Наталия Мазова - Исповедь Зеленого Пламени
Я внимательнее вглядываюсь в Снэйкра. А ведь умен мечевластитель, ох как умен… Что бы там ни говорила Сульвас, но и она живет только прошлым — а вот любимый ее не забывает и о будущем, и обоих младшеньких, похоже, так же воспитал. Будь я той, кого они все так ждут, честное слово, не пожелала бы себе иного лорда-правителя. Тем более что, если я ничего не забыла, лорд-правитель и Лорд Избранный вовсе не обязаны быть одним лицом.
Сульвас тем временем достает откуда-то из-за кресла гитару — тоже старую, как и все здесь, и более округлых очертаний, чем у того же Лугхада. Голос у инструмента низкий, глуховатый — Сульвас перебирает струны, и аккорды звучат, словно мерные шаги:
Здравствуй, путник! Слышишь, ветер свищет?
Нас с тобой давно никто не ищет,
Нас с тобой уже никто не помнит…
Ночь темней — усталый мир огромен…
Она не поет, а словно тихонько приговаривает над струнами, и песня такая же, как весь ее рассказ, — спокойная и печальная. Я слушаю, затаив дыхание, и похоже, не только я…
Я иду и млею от испуга:
Бьется ль сердце под твоей кольчугой?
Я с тобою — хоть на бой, хоть на кол!
Слышишь, путник? Странно… ты заплакал…
— А, между прочим, — произносит Лоти, когда Сульвас кончает песню, — сегодня на лестнице в парк был убит Иэн Дорсет из «Счастливого дома». Убит Ниххатом по приказу лорда Райни.

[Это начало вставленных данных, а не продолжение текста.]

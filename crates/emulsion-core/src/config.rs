//! Engine configuration: the global verbose flag and the debug channel.
//!
//! Out-of-range adjustments are clamped rather than rejected; the clamp is
//! reported here so interactive hosts can surface it without the engine
//! ever failing a render.

use std::sync::atomic::{AtomicBool, Ordering};

// Global verbose flag for controlling debug output
static VERBOSE: AtomicBool = AtomicBool::new(false);

/// Set the global verbose flag. When true, debug messages will be printed.
pub fn set_verbose(verbose: bool) {
    VERBOSE.store(verbose, Ordering::SeqCst);
}

/// Check if verbose mode is enabled.
pub fn is_verbose() -> bool {
    VERBOSE.load(Ordering::SeqCst)
}

/// Print a message to stderr only if verbose mode is enabled.
#[macro_export]
macro_rules! verbose_println {
    ($($arg:tt)*) => {
        if $crate::config::is_verbose() {
            eprintln!($($arg)*);
        }
    };
}
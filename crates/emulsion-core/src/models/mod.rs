//! Data model for the grading engine.
//!
//! Everything a render consumes is an immutable snapshot built from these
//! types: the slider state (`Adjustments`), the film catalogue
//! (`FilmStock`), split-tone grading, the six-band HSL mixer, and local
//! mask layers. All of it serializes, so a snapshot doubles as a preset.

mod adjustments;
mod film;
mod grading;
mod hsl;
mod local;

pub use adjustments::{Adjustments, TextureAdjustments, ToneAdjustments, WhiteBalance};
pub use film::FilmStock;
pub use grading::{ColorGrading, GradingBand};
pub use hsl::{HslBand, HslMixer, BAND_CENTERS, BAND_RANGE};
pub use local::{LocalAdjustments, MaskLayer};
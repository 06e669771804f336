use clap::{Parser, Subcommand};
use emulsion_core::models::{Adjustments, FilmStock};
use emulsion_core::pipeline::{render, Histogram, ImageBuffer};
use emulsion_core::presets::{load_grade_preset, save_grade_preset};
use emulsion_core::{parse_cube, synthesize, write_cube, Lut3D};
use std::path::{Path, PathBuf};
use std::time::Instant;

#[derive(Parser)]
#[command(name = "emulsion")]
#[command(version, about = "Film-emulation photo grading engine", long_about = None)]
struct Cli {
    /// Print engine debug output to stderr
    #[arg(short, long, global = true)]
    verbose: bool,

    #[command(subcommand)]
    command: Commands,
}

#[derive(Subcommand)]
enum Commands {
    /// Grade a PNG image
    Grade {
        /// Input PNG file
        #[arg(value_name = "INPUT")]
        input: PathBuf,

        /// Output path (defaults to <input>_graded.png)
        #[arg(short, long, value_name = "PATH")]
        out: Option<PathBuf>,

        /// Grade preset file (YAML)
        #[arg(short, long, value_name = "FILE")]
        preset: Option<PathBuf>,

        /// External .cube LUT, used instead of the synthesized one
        #[arg(long, value_name = "FILE")]
        lut: Option<PathBuf>,

        /// Film stock override (e.g. velvia, classic-chrome, acros-r)
        #[arg(long, value_name = "NAME")]
        film: Option<String>,

        /// LUT intensity override, 0.0-1.0
        #[arg(long, value_name = "FLOAT")]
        intensity: Option<f32>,

        /// Write the output histogram to a text file
        #[arg(long, value_name = "PATH")]
        histogram: Option<PathBuf>,
    },

    /// Synthesize a LUT from a preset and export it as .cube
    Lut {
        /// Grade preset file (YAML); defaults to a neutral preset
        #[arg(short, long, value_name = "FILE")]
        preset: Option<PathBuf>,

        /// Film stock override
        #[arg(long, value_name = "NAME")]
        film: Option<String>,

        /// Output .cube path
        #[arg(short, long, value_name = "PATH")]
        out: PathBuf,
    },

    /// Write a template grade preset to edit by hand
    Init {
        /// Output YAML path
        #[arg(value_name = "PATH")]
        out: PathBuf,
    },
}

fn main() {
    let cli = Cli::parse();
    emulsion_core::config::set_verbose(cli.verbose);

    let result = match cli.command {
        Commands::Grade {
            input,
            out,
            preset,
            lut,
            film,
            intensity,
            histogram,
        } => run_grade(input, out, preset, lut, film, intensity, histogram),
        Commands::Lut { preset, film, out } => run_lut(preset, film, out),
        Commands::Init { out } => run_init(out),
    };

    if let Err(e) = result {
        eprintln!("Error: {}", e);
        std::process::exit(1);
    }
}

#[allow(clippy::too_many_arguments)]
fn run_grade(
    input: PathBuf,
    out: Option<PathBuf>,
    preset: Option<PathBuf>,
    lut_path: Option<PathBuf>,
    film: Option<String>,
    intensity: Option<f32>,
    histogram: Option<PathBuf>,
) -> Result<(), String> {
    let adjustments = build_adjustments(preset, film, intensity)?;

    let lut = match lut_path {
        Some(path) => load_cube_file(&path)?,
        None => synthesize(
            adjustments.film,
            &adjustments.white_balance,
            &adjustments.grading,
        ),
    };

    let source = load_png(&input)?;
    let started = Instant::now();
    let result = render(&source, &lut, &adjustments, &[]).map_err(|e| e.to_string())?;
    let elapsed = started.elapsed();

    let out_path = out.unwrap_or_else(|| default_output_path(&input));
    save_png(&out_path, &result.image)?;

    println!(
        "Graded {}x{} in {:.1} ms -> {}",
        source.width,
        source.height,
        elapsed.as_secs_f64() * 1000.0,
        out_path.display()
    );

    if let Some(path) = histogram {
        write_histogram(&path, &result.histogram)?;
        println!("Histogram -> {}", path.display());
    }

    Ok(())
}

fn run_lut(preset: Option<PathBuf>, film: Option<String>, out: PathBuf) -> Result<(), String> {
    let adjustments = build_adjustments(preset, film, None)?;
    let lut = synthesize(
        adjustments.film,
        &adjustments.white_balance,
        &adjustments.grading,
    );

    let title = format!("{:?}", adjustments.film);
    std::fs::write(&out, write_cube(&lut, &title))
        .map_err(|e| format!("Failed to write .cube file: {}", e))?;

    println!("Wrote {}^3 LUT -> {}", lut.size(), out.display());
    Ok(())
}

fn run_init(out: PathBuf) -> Result<(), String> {
    let mut template = Adjustments::default();
    template.film = FilmStock::Provia;
    template.intensity = 1.0;

    save_grade_preset(&template, &out)?;
    println!("Wrote template preset -> {}", out.display());
    Ok(())
}

/// Load the preset (or start neutral) and fold in command-line overrides.
fn build_adjustments(
    preset: Option<PathBuf>,
    film: Option<String>,
    intensity: Option<f32>,
) -> Result<Adjustments, String> {
    let mut adjustments = match preset {
        Some(path) => load_grade_preset(&path)?,
        None => Adjustments::default(),
    };

    if let Some(name) = film {
        adjustments.film = parse_film(&name)?;
        // A film chosen on the command line should be visible by default
        if adjustments.intensity == 0.0 && intensity.is_none() {
            adjustments.intensity = 1.0;
        }
    }

    if let Some(value) = intensity {
        adjustments.intensity = value;
    }

    Ok(adjustments)
}

fn parse_film(name: &str) -> Result<FilmStock, String> {
    let normalized: String = name
        .chars()
        .filter(|c| c.is_ascii_alphanumeric())
        .collect::<String>()
        .to_lowercase();

    match normalized.as_str() {
        "none" | "passthrough" => Ok(FilmStock::None),
        "provia" => Ok(FilmStock::Provia),
        "velvia" => Ok(FilmStock::Velvia),
        "astia" => Ok(FilmStock::Astia),
        "classicchrome" => Ok(FilmStock::ClassicChrome),
        "classicneg" => Ok(FilmStock::ClassicNeg),
        "nostalgicneg" => Ok(FilmStock::NostalgicNeg),
        "realaace" => Ok(FilmStock::RealaAce),
        "eterna" => Ok(FilmStock::Eterna),
        "acros" | "acrosn" => Ok(FilmStock::AcrosNeutral),
        "acrosye" | "acrosy" => Ok(FilmStock::AcrosYellow),
        "acrosr" => Ok(FilmStock::AcrosRed),
        "acrosg" => Ok(FilmStock::AcrosGreen),
        "sepia" => Ok(FilmStock::Sepia),
        _ => Err(format!(
            "Unknown film stock '{}'. Expected one of: none, provia, velvia, astia, \
             classic-chrome, classic-neg, nostalgic-neg, reala-ace, eterna, \
             acros-n, acros-ye, acros-r, acros-g, sepia",
            name
        )),
    }
}

fn default_output_path(input: &Path) -> PathBuf {
    let stem = input
        .file_stem()
        .map(|s| s.to_string_lossy().into_owned())
        .unwrap_or_else(|| "output".to_string());
    input.with_file_name(format!("{}_graded.png", stem))
}

fn load_cube_file(path: &Path) -> Result<Lut3D, String> {
    let text = std::fs::read_to_string(path)
        .map_err(|e| format!("Failed to read .cube file: {}", e))?;
    parse_cube(&text).map_err(|e| e.to_string())
}

/// Decode an 8-bit PNG into a straight-alpha RGBA frame
fn load_png(path: &Path) -> Result<ImageBuffer, String> {
    use std::fs::File;
    use std::io::BufReader;

    let file = File::open(path).map_err(|e| format!("Failed to open PNG file: {}", e))?;
    let decoder = png::Decoder::new(BufReader::new(file));
    let mut reader = decoder
        .read_info()
        .map_err(|e| format!("Failed to read PNG info: {}", e))?;

    let info = reader.info();
    let width = info.width as usize;
    let height = info.height as usize;
    let color_type = info.color_type;
    let bit_depth = info.bit_depth;

    let buffer_size = reader
        .output_buffer_size()
        .ok_or_else(|| "Failed to determine PNG buffer size".to_string())?;
    let mut buf = vec![0u8; buffer_size];
    let frame_info = reader
        .next_frame(&mut buf)
        .map_err(|e| format!("Failed to read PNG frame: {}", e))?;
    let bytes = &buf[..frame_info.buffer_size()];

    let data = match (color_type, bit_depth) {
        (png::ColorType::Rgba, png::BitDepth::Eight) => bytes.to_vec(),
        (png::ColorType::Rgb, png::BitDepth::Eight) => {
            let mut rgba = Vec::with_capacity(width * height * 4);
            for px in bytes.chunks_exact(3) {
                rgba.extend_from_slice(px);
                rgba.push(255);
            }
            rgba
        }
        (png::ColorType::Grayscale, png::BitDepth::Eight) => {
            let mut rgba = Vec::with_capacity(width * height * 4);
            for &v in bytes {
                rgba.extend_from_slice(&[v, v, v, 255]);
            }
            rgba
        }
        (png::ColorType::GrayscaleAlpha, png::BitDepth::Eight) => {
            let mut rgba = Vec::with_capacity(width * height * 4);
            for px in bytes.chunks_exact(2) {
                rgba.extend_from_slice(&[px[0], px[0], px[0], px[1]]);
            }
            rgba
        }
        (ct, bd) => {
            return Err(format!(
                "Unsupported PNG format: {:?} at {:?} bit depth (8-bit only)",
                ct, bd
            ));
        }
    };

    ImageBuffer::new(width, height, data).map_err(|e| e.to_string())
}

/// Encode a frame back out as 8-bit RGBA PNG
fn save_png(path: &Path, image: &ImageBuffer) -> Result<(), String> {
    use std::fs::File;
    use std::io::BufWriter;

    let file = File::create(path).map_err(|e| format!("Failed to create PNG file: {}", e))?;
    let writer = BufWriter::new(file);

    let mut encoder = png::Encoder::new(writer, image.width as u32, image.height as u32);
    encoder.set_color(png::ColorType::Rgba);
    encoder.set_depth(png::BitDepth::Eight);

    let mut png_writer = encoder
        .write_header()
        .map_err(|e| format!("Failed to write PNG header: {}", e))?;
    png_writer
        .write_image_data(&image.data)
        .map_err(|e| format!("Failed to write PNG data: {}", e))
}

/// Dump the histogram as one `bin r g b` line per bin
fn write_histogram(path: &Path, histogram: &Histogram) -> Result<(), String> {
    let mut out = String::with_capacity(256 * 16);
    out.push_str("bin r g b\n");
    for i in 0..256 {
        out.push_str(&format!(
            "{} {} {} {}\n",
            i, histogram.r[i], histogram.g[i], histogram.b[i]
        ));
    }
    std::fs::write(path, out).map_err(|e| format!("Failed to write histogram: {}", e))
}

— Вот сволочи, — Снэйкр ставит бокал на стол. — Он-то им чем не угодил? Пел всякую безобидную ерунду…
— Тем, что в конце концов сочинил такую ерунду, которую могли подхватить на улицах, — объясняю я. — И как на грех, Райнэя поминалась там не слишком почтительно.

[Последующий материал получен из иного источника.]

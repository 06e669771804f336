//! Per-pixel stage evaluation: the six-band HSL mixer, global tone, and
//! local mask adjustments.
//!
//! Slider values are folded into precomputed parameter structs once per
//! render so the hot loop touches only multiplies, adds, and the one HSL
//! round-trip it cannot avoid.

use crate::color::{
    clamp01, clamp255, contrast_factor, hsl_to_rgb, hue_weight, luma_601, rgb_to_hsl,
};
use crate::models::{HslMixer, LocalAdjustments, ToneAdjustments, BAND_CENTERS, BAND_RANGE};

/// Accumulated band deltas below this are treated as no-op, skipping the
/// HSL->RGB conversion and its round-trip error.
const ACCUM_EPSILON: f32 = 1e-4;

// ============================================================
// Stage A: selective HSL
// ============================================================

/// Apply the six-band mixer to one pixel.
///
/// Band weights are accumulated against the pixel's hue, then hue shift,
/// saturation scale, and luminance push are applied in one conversion.
/// Pixels outside every band return unchanged.
#[inline]
pub(super) fn apply_hsl_mixer(mixer: &HslMixer, r: f32, g: f32, b: f32) -> (f32, f32, f32) {
    let hsl = rgb_to_hsl(r, g, b);

    let mut dh = 0.0f32;
    let mut ds = 0.0f32;
    let mut dl = 0.0f32;

    for (band, center) in mixer.bands().iter().zip(BAND_CENTERS) {
        let w = hue_weight(hsl.h, center, BAND_RANGE);
        if w > 0.0 {
            dh += band.hue * w;
            ds += (band.saturation / 100.0) * w;
            dl += (band.luminance / 100.0) * w;
        }
    }

    if dh.abs() <= ACCUM_EPSILON && ds.abs() <= ACCUM_EPSILON && dl.abs() <= ACCUM_EPSILON {
        return (r, g, b);
    }

    let h = (hsl.h + dh).rem_euclid(360.0);
    let s = clamp01(hsl.s * (1.0 + ds));

    // Luminance pushes toward white or black proportionally to the
    // remaining headroom, halved to keep the slider usable.
    let l = if dl > 0.0 {
        hsl.l + (1.0 - hsl.l) * dl * 0.5
    } else {
        hsl.l + hsl.l * dl * 0.5
    };
    let l = clamp01(l);

    hsl_to_rgb(crate::color::Hsl { h, s, l })
}

// ============================================================
// Stage B: global tone
// ============================================================

/// Tone sliders folded into per-render constants.
pub(super) struct ToneParams {
    brightness: f32,
    contrast: f32,
    saturation: f32,
    shadows: f32,
    highlights: f32,
    active: bool,
}

impl ToneParams {
    pub(super) fn new(tone: &ToneAdjustments) -> Self {
        Self {
            brightness: tone.brightness,
            contrast: contrast_factor(tone.contrast),
            saturation: 1.0 + tone.saturation / 100.0,
            shadows: tone.shadows * 0.5,
            highlights: tone.highlights * 0.5,
            active: !tone.is_neutral(),
        }
    }

    #[inline]
    pub(super) fn is_active(&self) -> bool {
        self.active
    }
}

/// Brightness offset, contrast around the 128 pivot, saturation around
/// luma, then luma-weighted shadow lift and highlight drop.
#[inline]
pub(super) fn apply_tone(p: &ToneParams, r: f32, g: f32, b: f32) -> (f32, f32, f32) {
    let mut r = r + p.brightness;
    let mut g = g + p.brightness;
    let mut b = b + p.brightness;

    r = p.contrast * (r - 128.0) + 128.0;
    g = p.contrast * (g - 128.0) + 128.0;
    b = p.contrast * (b - 128.0) + 128.0;

    r = clamp255(r);
    g = clamp255(g);
    b = clamp255(b);

    let y = luma_601(r, g, b);

    // Neutral saturation skips the round trip through luma so untouched
    // channels stay bit-exact
    if p.saturation != 1.0 {
        r = y + (r - y) * p.saturation;
        g = y + (g - y) * p.saturation;
        b = y + (b - y) * p.saturation;
    }

    let lift = (1.0 - y / 255.0).max(0.0) * p.shadows;
    let drop = ((y - 128.0) / 128.0).max(0.0) * p.highlights;
    let offset = lift + drop;

    (
        clamp255(r + offset),
        clamp255(g + offset),
        clamp255(b + offset),
    )
}

// ============================================================
// Stage E: local mask adjustments
// ============================================================

/// One mask's `LocalAdjustments` folded into per-render constants.
pub(super) struct LocalParams {
    gain: f32,
    contrast: f32,
    saturation: f32,
    r_gain: f32,
    g_gain: f32,
    b_gain: f32,
}

impl LocalParams {
    pub(super) fn new(adj: &LocalAdjustments) -> Self {
        let t = adj.temperature / 100.0;
        let tn = adj.tint / 100.0;
        Self {
            // Exposure maps -100..=100 onto roughly +/-3 stops
            gain: (adj.exposure / 33.0).exp2(),
            contrast: contrast_factor(adj.contrast),
            saturation: 1.0 + adj.saturation / 100.0,
            r_gain: 1.0 + t,
            g_gain: 1.0 - tn,
            b_gain: 1.0 - t,
        }
    }
}

/// Evaluate one mask's adjustments for one pixel. The caller blends the
/// result against the incoming color by the alpha-derived weight.
#[inline]
pub(super) fn apply_local(p: &LocalParams, r: f32, g: f32, b: f32) -> (f32, f32, f32) {
    let mut r = r * p.gain;
    let mut g = g * p.gain;
    let mut b = b * p.gain;

    r = p.contrast * (r - 128.0) + 128.0;
    g = p.contrast * (g - 128.0) + 128.0;
    b = p.contrast * (b - 128.0) + 128.0;

    if p.saturation != 1.0 {
        let y = luma_601(r, g, b);
        r = y + (r - y) * p.saturation;
        g = y + (g - y) * p.saturation;
        b = y + (b - y) * p.saturation;
    }

    (
        clamp255(r * p.r_gain),
        clamp255(g * p.g_gain),
        clamp255(b * p.b_gain),
    )
}
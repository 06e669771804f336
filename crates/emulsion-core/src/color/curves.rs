//! Tone curves: the normalized logistic S-curve used by film emulation and
//! the 259-formula contrast factor used by the global tone stage.

/// A logistic S-curve renormalized so that 0 maps to 0 and 1 maps to 1.
///
/// `k` controls steepness (film stocks use 3.5-6.5), `x0` the midpoint
/// (0.5 for every stock except Classic Chrome's crushed-shadow 0.55).
///
/// The normalization constants depend only on (k, x0), so the curve is
/// built once per LUT synthesis and evaluated 32^3 times.
#[derive(Debug, Clone, Copy)]
pub struct SCurve {
    k: f32,
    x0: f32,
    sig_0: f32,
    inv_range: f32,
}

impl SCurve {
    /// Build a curve with the given steepness and a 0.5 midpoint.
    pub fn new(k: f32) -> Self {
        Self::with_midpoint(k, 0.5)
    }

    /// Build a curve with an explicit midpoint.
    pub fn with_midpoint(k: f32, x0: f32) -> Self {
        let sig_0 = logistic(0.0, k, x0);
        let sig_1 = logistic(1.0, k, x0);
        Self {
            k,
            x0,
            sig_0,
            inv_range: 1.0 / (sig_1 - sig_0),
        }
    }

    /// Evaluate the curve at `x` in [0, 1].
    #[inline]
    pub fn apply(&self, x: f32) -> f32 {
        (logistic(x, self.k, self.x0) - self.sig_0) * self.inv_range
    }
}

#[inline]
fn logistic(x: f32, k: f32, x0: f32) -> f32 {
    1.0 / (1.0 + (-k * (x - x0)).exp())
}

/// One-off normalized S-curve evaluation, midpoint 0.5.
#[inline]
pub fn s_curve(x: f32, k: f32) -> f32 {
    SCurve::new(k).apply(x)
}

/// Contrast factor for the slider range -100..=100, applied around the
/// 128 pivot as `y = k * (x - 128) + 128`.
///
/// This is the classic 259-formula: c = -100 collapses everything onto the
/// pivot, c = +100 maps (0, 128, 255) to (clipped, 128, clipped).
#[inline]
pub fn contrast_factor(c: f32) -> f32 {
    259.0 * (c + 255.0) / (255.0 * (259.0 - c))
}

— Сука, — подает голос Иниана. — Была, есть и помрет сукой!
— Ладно, — Снэйкр забирает гитару у Сульвас и передает Лоти. — Помянуть, однако, надо… Давай, Лоти, свою «Балладу о разбитой лютне».
Та кивает, принимая гитару…
Больше всего это похоже на слезы… бешеные слезы, выжатые из глаз ветром на полном скаку. Не могу подобрать для этой мелодии другого определения, кроме «отчаянная». Кажется, струны рвутся под пальцами — никогда прежде я не видела такой игры, но она как нельзя лучше соответствует голосу Лоти, неощутимо переливающемуся из молитвенного шепота в яростный, почти надрывный крик… С холодком в груди я узнаю в ее пении эхо своей собственной манеры Говорить. Вот только я на всю жизнь обречена Говорить, а не петь, в лучшем случае — подпевать кому-то, ибо не дано мне ни сочинять музыку, ни играть самой. Оттого, наверное, и преклоняюсь так перед всеми, кто это умеет…

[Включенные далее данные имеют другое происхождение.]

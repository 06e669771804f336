//! `.cube` text interchange.
//!
//! The in-memory layout is a `.cube` file flattened to bytes, so import is
//! domain normalization plus quantization and export is the reverse.

use super::{Lut3D, LutError};

/// Parse `.cube` text into a table.
///
/// Honors `LUT_3D_SIZE`, `DOMAIN_MIN`, and `DOMAIN_MAX`; `TITLE`, comment
/// lines, and blank lines are skipped. Sample rows are three floats,
/// red-fastest. Fractional samples are normalized by the declared domain
/// before quantization to bytes.
pub fn parse_cube(text: &str) -> Result<Lut3D, LutError> {
    let mut size: Option<usize> = None;
    let mut domain_min = [0.0f32; 3];
    let mut domain_max = [1.0f32; 3];
    let mut values: Vec<[f32; 3]> = Vec::new();

    for (line_no, raw) in text.lines().enumerate() {
        let line = raw.trim();
        if line.is_empty() || line.starts_with('#') {
            continue;
        }

        let mut fields = line.split_whitespace();
        let first = fields.next().unwrap();

        match first {
            "TITLE" => continue,
            "LUT_1D_SIZE" => {
                return Err(LutError::Parse("1D LUTs are not supported".to_string()));
            }
            "LUT_3D_SIZE" => {
                let n = fields
                    .next()
                    .and_then(|v| v.parse::<usize>().ok())
                    .filter(|&n| n >= 2)
                    .ok_or_else(|| {
                        LutError::Parse(format!("line {}: bad LUT_3D_SIZE", line_no + 1))
                    })?;
                size = Some(n);
            }
            "DOMAIN_MIN" => parse_triple(&mut fields, &mut domain_min, line_no)?,
            "DOMAIN_MAX" => parse_triple(&mut fields, &mut domain_max, line_no)?,
            _ => {
                let mut rgb = [0.0f32; 3];
                rgb[0] = parse_float(first, line_no)?;
                for slot in rgb.iter_mut().skip(1) {
                    let field = fields.next().ok_or_else(|| {
                        LutError::Parse(format!("line {}: expected 3 values", line_no + 1))
                    })?;
                    *slot = parse_float(field, line_no)?;
                }
                values.push(rgb);
            }
        }
    }

    let size = size.ok_or_else(|| LutError::Parse("missing LUT_3D_SIZE".to_string()))?;
    if values.len() != size * size * size {
        return Err(LutError::Parse(format!(
            "expected {} samples for size {}, got {}",
            size * size * size,
            size,
            values.len()
        )));
    }

    let mut samples = Vec::with_capacity(values.len() * 3);
    for rgb in values {
        for ch in 0..3 {
            let span = domain_max[ch] - domain_min[ch];
            if span <= 0.0 {
                return Err(LutError::Parse("degenerate DOMAIN_MIN/MAX".to_string()));
            }
            let norm = (rgb[ch] - domain_min[ch]) / span;
            samples.push((norm.clamp(0.0, 1.0) * 255.0).round() as u8);
        }
    }

    Lut3D::from_samples(size, samples)
}

/// Serialize a table back to `.cube` text, samples as fractions of 255.
pub fn write_cube(lut: &Lut3D, title: &str) -> String {
    let n = lut.size();
    let mut out = String::with_capacity(n * n * n * 24 + 128);

    out.push_str(&format!("TITLE \"{}\"\n", title));
    out.push_str(&format!("LUT_3D_SIZE {}\n", n));
    out.push_str("DOMAIN_MIN 0.0 0.0 0.0\n");
    out.push_str("DOMAIN_MAX 1.0 1.0 1.0\n\n");

    for rgb in lut.samples().chunks_exact(3) {
        out.push_str(&format!(
            "{:.6} {:.6} {:.6}\n",
            rgb[0] as f32 / 255.0,
            rgb[1] as f32 / 255.0,
            rgb[2] as f32 / 255.0
        ));
    }

    out
}

fn parse_float(field: &str, line_no: usize) -> Result<f32, LutError> {
    field
        .parse::<f32>()
        .map_err(|_| LutError::Parse(format!("line {}: bad float '{}'", line_no + 1, field)))
}

fn parse_triple<'a>(
    fields: &mut impl Iterator<Item = &'a str>,
    out: &mut [f32; 3],
    line_no: usize,
) -> Result<(), LutError> {
    for slot in out.iter_mut() {
        let field = fields
            .next()
            .ok_or_else(|| LutError::Parse(format!("line {}: expected 3 values", line_no + 1)))?;
        *slot = parse_float(field, line_no)?;
    }
    Ok(())
}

О люди, не дай вам Господь никогда
Разбитую лютню увидеть свою
И имя, пропавшее вдруг без следа
С расколотым миром в неравном бою!
— слова, пронзительные, как плач лопнувшей струны, мчатся столь стремительно, что я совершенно не успеваю их запомнить. Лишь последний куплет занозой застревает в сознании:
И меч мой взлетает… Ах да: «Не убий!»
Нет, кончено все! Свет небес, помоги!
На страшном суде, где архангел трубит,
Любовь, говорят, покрывает грехи,
Любовь, говорят, покрывает грехи…
И снова отчаяние неведомо куда несущейся мелодии — и вдруг словно остановка на полном бегу, плавный, печальный перебор, и на фоне его Лота отрешенно выговаривает финальные слова:
— Лезвие меча скользит по камням, и скрежет царапает кристальную твердыню безмолвия, застывшего не одну сотню лет назад. Неужели, неужели я не успела?!.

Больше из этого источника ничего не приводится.